Saved entries:
####

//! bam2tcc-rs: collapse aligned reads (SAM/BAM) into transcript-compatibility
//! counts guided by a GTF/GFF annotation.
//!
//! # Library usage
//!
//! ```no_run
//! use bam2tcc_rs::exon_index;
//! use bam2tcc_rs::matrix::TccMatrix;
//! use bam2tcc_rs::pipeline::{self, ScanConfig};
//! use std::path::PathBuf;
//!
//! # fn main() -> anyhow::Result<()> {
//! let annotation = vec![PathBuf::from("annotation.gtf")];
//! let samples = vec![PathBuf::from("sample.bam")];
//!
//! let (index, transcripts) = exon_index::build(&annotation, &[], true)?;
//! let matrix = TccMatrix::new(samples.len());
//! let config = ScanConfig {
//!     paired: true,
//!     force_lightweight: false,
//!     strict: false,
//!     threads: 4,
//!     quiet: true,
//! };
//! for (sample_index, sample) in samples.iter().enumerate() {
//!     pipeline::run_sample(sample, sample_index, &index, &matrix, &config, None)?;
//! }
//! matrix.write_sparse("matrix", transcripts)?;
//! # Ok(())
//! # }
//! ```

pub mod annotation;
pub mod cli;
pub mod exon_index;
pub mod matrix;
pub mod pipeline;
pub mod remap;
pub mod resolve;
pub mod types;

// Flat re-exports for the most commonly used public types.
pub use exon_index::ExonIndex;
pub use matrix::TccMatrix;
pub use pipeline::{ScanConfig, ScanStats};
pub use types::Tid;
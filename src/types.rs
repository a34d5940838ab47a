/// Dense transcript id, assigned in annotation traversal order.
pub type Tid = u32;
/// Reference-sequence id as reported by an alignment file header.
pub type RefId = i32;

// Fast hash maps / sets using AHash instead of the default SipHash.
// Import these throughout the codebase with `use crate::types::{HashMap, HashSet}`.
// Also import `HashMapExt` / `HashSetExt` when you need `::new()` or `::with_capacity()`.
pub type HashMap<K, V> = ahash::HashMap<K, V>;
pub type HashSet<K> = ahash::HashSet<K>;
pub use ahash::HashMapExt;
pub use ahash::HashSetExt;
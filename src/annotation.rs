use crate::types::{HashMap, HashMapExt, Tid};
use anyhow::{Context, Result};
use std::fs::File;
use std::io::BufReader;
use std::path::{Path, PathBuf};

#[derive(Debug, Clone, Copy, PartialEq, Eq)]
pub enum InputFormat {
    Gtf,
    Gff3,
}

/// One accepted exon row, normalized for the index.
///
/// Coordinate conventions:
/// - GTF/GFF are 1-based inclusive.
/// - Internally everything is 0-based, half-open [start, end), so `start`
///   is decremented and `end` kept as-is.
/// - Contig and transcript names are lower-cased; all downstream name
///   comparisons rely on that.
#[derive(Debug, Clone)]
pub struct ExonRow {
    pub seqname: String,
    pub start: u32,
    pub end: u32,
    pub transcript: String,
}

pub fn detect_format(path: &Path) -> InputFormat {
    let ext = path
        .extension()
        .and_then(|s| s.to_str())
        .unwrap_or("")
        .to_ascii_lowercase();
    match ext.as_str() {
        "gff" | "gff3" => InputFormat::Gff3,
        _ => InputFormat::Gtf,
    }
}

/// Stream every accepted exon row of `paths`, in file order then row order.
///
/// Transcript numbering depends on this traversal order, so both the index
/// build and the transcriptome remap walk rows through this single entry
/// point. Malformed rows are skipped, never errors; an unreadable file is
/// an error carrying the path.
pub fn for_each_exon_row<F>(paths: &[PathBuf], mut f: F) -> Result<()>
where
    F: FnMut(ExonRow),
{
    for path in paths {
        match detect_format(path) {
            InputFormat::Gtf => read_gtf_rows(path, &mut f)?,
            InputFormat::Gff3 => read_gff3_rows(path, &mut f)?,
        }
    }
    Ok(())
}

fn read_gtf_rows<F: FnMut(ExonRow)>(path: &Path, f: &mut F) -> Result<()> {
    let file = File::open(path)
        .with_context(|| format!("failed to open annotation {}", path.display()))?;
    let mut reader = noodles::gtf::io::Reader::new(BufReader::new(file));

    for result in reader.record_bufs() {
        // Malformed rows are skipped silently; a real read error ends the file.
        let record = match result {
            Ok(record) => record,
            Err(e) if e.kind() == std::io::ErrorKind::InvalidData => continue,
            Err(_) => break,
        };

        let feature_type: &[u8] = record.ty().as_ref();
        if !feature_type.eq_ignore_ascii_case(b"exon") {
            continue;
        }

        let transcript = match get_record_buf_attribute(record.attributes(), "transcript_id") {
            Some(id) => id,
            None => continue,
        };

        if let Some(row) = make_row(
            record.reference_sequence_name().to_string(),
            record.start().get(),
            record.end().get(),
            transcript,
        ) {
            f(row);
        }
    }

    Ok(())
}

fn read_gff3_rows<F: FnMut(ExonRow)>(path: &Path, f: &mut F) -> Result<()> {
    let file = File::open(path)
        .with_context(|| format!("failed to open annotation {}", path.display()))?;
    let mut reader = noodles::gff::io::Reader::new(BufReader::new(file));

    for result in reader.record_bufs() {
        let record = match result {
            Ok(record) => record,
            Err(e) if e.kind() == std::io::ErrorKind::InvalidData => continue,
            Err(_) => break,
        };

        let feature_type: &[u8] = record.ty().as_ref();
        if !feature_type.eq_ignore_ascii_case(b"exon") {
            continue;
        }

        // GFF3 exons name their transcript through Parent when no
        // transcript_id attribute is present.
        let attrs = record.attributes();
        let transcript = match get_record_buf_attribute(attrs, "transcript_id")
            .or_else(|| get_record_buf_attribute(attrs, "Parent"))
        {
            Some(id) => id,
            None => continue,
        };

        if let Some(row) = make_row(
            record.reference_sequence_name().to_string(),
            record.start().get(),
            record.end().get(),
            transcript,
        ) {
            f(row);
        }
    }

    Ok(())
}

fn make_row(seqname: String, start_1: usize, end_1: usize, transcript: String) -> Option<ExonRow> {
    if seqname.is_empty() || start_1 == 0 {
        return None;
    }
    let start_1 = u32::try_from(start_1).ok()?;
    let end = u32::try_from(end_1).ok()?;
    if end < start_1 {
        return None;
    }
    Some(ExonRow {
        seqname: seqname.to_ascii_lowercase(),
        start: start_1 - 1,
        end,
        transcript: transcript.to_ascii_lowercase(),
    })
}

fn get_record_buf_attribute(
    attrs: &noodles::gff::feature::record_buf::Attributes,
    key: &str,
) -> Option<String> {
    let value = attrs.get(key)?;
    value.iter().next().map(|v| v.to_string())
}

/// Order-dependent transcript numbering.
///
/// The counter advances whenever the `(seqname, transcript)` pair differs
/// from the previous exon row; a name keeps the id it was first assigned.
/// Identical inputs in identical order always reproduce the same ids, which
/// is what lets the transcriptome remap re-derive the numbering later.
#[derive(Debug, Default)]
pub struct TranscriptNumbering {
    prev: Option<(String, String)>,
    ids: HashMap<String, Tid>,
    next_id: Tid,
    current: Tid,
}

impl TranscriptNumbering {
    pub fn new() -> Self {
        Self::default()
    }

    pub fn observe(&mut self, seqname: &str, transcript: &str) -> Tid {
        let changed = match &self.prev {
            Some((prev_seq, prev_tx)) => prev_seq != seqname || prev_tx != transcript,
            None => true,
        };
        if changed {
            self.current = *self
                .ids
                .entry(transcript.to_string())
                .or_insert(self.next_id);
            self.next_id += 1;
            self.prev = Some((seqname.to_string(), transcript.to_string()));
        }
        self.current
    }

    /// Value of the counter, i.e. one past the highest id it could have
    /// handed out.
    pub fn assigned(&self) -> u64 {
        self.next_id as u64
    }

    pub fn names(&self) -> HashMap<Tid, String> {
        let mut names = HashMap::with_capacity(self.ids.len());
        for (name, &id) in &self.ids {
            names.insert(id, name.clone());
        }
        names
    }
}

####

Required action
Report all lines above with "counter".

Reply
/// The counter advances whenever the `(seqname, transcript)` pair differs
    /// Value of the counter, i.e. one past the highest id it could have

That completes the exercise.